Content starts

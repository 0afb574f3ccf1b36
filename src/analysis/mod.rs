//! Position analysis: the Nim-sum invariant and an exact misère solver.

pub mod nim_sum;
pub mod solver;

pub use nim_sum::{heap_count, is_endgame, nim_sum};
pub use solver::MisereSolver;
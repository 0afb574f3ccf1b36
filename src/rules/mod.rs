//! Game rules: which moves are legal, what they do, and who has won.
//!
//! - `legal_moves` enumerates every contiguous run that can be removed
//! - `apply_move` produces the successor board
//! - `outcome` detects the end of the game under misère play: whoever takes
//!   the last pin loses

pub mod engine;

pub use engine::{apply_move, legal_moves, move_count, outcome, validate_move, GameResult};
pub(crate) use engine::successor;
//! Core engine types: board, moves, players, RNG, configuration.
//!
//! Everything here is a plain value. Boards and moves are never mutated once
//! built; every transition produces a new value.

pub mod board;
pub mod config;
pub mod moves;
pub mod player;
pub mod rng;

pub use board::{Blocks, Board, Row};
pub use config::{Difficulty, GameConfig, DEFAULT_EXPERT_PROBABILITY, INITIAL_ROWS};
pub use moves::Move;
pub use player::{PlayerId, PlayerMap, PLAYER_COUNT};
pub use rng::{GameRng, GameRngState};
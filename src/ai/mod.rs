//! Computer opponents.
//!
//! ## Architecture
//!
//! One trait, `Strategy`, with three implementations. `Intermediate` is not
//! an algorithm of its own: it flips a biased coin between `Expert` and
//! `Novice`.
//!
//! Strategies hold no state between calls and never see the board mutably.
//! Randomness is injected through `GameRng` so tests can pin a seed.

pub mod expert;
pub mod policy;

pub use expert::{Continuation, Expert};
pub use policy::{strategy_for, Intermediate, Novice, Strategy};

Content ends
Content starts

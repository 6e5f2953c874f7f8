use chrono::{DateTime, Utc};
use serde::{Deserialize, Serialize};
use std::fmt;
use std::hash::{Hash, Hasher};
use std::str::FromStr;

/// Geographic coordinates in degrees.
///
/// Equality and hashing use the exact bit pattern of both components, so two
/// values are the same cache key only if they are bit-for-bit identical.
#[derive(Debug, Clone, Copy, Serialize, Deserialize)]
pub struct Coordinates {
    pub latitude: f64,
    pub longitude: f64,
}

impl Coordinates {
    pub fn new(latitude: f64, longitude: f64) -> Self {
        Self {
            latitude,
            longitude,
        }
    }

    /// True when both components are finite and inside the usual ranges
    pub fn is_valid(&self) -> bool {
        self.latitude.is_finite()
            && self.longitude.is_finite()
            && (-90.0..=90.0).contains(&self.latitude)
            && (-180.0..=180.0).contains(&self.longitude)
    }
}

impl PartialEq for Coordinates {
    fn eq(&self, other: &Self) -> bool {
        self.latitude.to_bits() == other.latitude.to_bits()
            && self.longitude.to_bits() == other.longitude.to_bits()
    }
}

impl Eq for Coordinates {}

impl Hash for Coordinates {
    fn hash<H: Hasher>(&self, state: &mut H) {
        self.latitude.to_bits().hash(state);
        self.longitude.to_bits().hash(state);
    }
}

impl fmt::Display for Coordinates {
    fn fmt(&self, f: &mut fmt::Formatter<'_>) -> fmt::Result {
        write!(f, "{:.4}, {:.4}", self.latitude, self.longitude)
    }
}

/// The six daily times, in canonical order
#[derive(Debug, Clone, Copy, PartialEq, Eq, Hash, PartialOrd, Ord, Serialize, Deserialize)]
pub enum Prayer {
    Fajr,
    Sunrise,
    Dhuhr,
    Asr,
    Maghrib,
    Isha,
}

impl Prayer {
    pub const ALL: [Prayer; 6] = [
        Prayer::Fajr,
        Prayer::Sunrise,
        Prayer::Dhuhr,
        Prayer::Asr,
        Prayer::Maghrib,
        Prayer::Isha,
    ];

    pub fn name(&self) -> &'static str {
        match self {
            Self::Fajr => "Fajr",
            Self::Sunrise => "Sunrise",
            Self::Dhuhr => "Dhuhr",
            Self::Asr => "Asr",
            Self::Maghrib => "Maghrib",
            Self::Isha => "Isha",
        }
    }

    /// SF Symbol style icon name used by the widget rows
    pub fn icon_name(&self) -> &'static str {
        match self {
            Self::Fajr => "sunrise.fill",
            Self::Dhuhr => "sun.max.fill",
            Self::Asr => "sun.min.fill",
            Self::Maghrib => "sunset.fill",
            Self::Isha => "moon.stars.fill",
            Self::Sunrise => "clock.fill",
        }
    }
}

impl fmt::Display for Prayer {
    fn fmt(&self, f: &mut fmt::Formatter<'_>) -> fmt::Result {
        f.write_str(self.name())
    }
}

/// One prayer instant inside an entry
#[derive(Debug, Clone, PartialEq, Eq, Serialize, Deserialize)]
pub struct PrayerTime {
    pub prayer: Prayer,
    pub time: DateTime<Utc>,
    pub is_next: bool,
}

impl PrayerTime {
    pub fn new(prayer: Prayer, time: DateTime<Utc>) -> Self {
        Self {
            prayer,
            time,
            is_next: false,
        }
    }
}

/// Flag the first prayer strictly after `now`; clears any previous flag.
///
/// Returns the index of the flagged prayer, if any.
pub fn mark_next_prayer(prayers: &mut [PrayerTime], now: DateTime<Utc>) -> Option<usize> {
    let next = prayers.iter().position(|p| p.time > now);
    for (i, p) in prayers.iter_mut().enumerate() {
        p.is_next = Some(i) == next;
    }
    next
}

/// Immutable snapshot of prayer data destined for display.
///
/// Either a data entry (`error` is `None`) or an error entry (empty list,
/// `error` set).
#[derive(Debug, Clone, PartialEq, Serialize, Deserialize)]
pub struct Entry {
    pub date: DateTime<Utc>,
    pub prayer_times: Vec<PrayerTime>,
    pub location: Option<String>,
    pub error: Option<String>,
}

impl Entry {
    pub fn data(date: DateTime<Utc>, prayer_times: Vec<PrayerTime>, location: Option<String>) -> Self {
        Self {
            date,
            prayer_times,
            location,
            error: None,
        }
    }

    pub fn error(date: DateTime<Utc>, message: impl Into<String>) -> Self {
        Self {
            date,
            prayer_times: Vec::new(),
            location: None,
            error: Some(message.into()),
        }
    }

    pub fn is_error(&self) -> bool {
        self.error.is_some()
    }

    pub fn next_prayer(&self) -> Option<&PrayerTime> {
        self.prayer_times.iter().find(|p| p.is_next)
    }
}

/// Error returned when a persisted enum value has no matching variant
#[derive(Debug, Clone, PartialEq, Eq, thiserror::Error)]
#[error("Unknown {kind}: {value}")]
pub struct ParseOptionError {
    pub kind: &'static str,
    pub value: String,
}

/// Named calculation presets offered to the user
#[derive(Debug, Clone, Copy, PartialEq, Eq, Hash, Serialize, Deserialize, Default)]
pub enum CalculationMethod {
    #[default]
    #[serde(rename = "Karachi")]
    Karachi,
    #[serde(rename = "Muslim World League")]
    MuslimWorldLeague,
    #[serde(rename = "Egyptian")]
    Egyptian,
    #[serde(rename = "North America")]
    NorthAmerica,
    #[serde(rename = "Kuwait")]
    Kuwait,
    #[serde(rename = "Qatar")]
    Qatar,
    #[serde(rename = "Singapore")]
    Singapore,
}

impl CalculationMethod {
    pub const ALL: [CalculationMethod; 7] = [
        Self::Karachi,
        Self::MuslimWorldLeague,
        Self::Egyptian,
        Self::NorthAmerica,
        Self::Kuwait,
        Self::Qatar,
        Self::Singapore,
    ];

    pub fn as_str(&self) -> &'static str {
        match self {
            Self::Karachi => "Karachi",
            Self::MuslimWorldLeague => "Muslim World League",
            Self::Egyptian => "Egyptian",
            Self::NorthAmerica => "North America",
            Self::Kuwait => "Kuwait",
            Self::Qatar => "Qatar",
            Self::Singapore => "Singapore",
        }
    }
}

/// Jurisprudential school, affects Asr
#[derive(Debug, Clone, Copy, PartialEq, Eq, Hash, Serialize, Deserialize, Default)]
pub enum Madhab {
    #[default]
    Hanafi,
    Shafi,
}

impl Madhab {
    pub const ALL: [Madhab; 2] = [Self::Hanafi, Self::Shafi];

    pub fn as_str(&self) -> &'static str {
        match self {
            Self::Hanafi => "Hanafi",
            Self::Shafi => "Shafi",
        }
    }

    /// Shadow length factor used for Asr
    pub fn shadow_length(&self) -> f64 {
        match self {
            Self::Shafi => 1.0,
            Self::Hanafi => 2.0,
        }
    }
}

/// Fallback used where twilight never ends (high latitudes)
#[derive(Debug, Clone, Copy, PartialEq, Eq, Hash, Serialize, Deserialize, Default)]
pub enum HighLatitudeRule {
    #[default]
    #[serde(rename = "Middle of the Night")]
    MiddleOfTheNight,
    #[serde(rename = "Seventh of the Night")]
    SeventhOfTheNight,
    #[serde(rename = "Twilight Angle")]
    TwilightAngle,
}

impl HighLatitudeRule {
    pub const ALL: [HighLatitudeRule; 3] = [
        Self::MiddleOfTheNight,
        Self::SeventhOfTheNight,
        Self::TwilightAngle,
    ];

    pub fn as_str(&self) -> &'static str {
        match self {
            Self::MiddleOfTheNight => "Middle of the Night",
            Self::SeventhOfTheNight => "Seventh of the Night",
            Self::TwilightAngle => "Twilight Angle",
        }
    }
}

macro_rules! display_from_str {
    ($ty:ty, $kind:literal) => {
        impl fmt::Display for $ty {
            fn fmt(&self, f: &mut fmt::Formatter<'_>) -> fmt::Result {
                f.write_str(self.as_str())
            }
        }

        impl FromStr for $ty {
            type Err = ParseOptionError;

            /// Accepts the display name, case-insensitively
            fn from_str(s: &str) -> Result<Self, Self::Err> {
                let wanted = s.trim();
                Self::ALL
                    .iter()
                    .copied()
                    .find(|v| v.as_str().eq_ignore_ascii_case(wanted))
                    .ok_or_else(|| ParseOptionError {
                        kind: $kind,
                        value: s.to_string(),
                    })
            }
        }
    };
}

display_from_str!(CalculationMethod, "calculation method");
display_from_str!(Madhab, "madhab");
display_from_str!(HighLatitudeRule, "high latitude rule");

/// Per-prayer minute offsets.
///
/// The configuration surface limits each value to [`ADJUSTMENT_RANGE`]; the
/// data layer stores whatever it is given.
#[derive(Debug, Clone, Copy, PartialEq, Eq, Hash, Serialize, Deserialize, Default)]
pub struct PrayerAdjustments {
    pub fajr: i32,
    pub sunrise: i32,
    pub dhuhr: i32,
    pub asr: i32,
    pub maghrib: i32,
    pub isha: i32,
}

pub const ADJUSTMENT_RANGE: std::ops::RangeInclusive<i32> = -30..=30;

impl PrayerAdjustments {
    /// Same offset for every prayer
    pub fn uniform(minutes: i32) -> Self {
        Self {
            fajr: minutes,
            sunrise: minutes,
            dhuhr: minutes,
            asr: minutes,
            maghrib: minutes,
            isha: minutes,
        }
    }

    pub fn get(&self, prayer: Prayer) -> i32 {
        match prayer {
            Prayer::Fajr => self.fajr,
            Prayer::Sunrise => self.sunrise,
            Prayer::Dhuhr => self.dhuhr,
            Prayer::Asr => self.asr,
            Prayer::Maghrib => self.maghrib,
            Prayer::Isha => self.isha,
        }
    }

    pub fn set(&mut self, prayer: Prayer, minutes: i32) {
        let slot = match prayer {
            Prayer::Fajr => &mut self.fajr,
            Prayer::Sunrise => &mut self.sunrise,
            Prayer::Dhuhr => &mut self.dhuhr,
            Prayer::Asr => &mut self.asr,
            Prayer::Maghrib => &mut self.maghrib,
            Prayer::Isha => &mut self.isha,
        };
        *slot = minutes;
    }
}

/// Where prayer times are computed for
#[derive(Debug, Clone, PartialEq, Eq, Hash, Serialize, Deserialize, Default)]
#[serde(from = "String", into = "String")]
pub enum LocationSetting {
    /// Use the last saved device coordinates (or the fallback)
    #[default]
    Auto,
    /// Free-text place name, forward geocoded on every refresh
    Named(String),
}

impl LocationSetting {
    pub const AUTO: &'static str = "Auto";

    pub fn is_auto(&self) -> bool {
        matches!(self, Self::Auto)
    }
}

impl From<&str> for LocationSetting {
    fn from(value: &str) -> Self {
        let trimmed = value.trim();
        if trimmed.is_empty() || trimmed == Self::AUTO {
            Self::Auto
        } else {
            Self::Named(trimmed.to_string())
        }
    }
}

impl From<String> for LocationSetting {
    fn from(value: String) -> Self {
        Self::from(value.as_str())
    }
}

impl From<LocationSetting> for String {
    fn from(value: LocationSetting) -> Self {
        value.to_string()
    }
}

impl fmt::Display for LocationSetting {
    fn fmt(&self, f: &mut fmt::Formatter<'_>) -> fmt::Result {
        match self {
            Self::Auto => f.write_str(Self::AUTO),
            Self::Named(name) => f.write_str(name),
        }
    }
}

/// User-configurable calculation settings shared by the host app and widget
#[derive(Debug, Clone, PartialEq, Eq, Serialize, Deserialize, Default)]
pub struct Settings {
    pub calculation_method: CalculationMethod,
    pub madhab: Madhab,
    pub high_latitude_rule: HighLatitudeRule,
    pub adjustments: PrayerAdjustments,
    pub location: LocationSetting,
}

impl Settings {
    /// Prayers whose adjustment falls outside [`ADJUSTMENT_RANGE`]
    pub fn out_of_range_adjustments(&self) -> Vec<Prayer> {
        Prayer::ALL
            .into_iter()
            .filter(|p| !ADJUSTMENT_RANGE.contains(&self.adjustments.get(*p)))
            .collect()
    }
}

Content ends

Task prompt | Locate the string "Egyptian" in the listing above and copy every line where it occurs.

Your response |
    #[serde(rename = "Egyptian")]
    Egyptian,
        Self::Egyptian,
            Self::Egyptian => "Egyptian",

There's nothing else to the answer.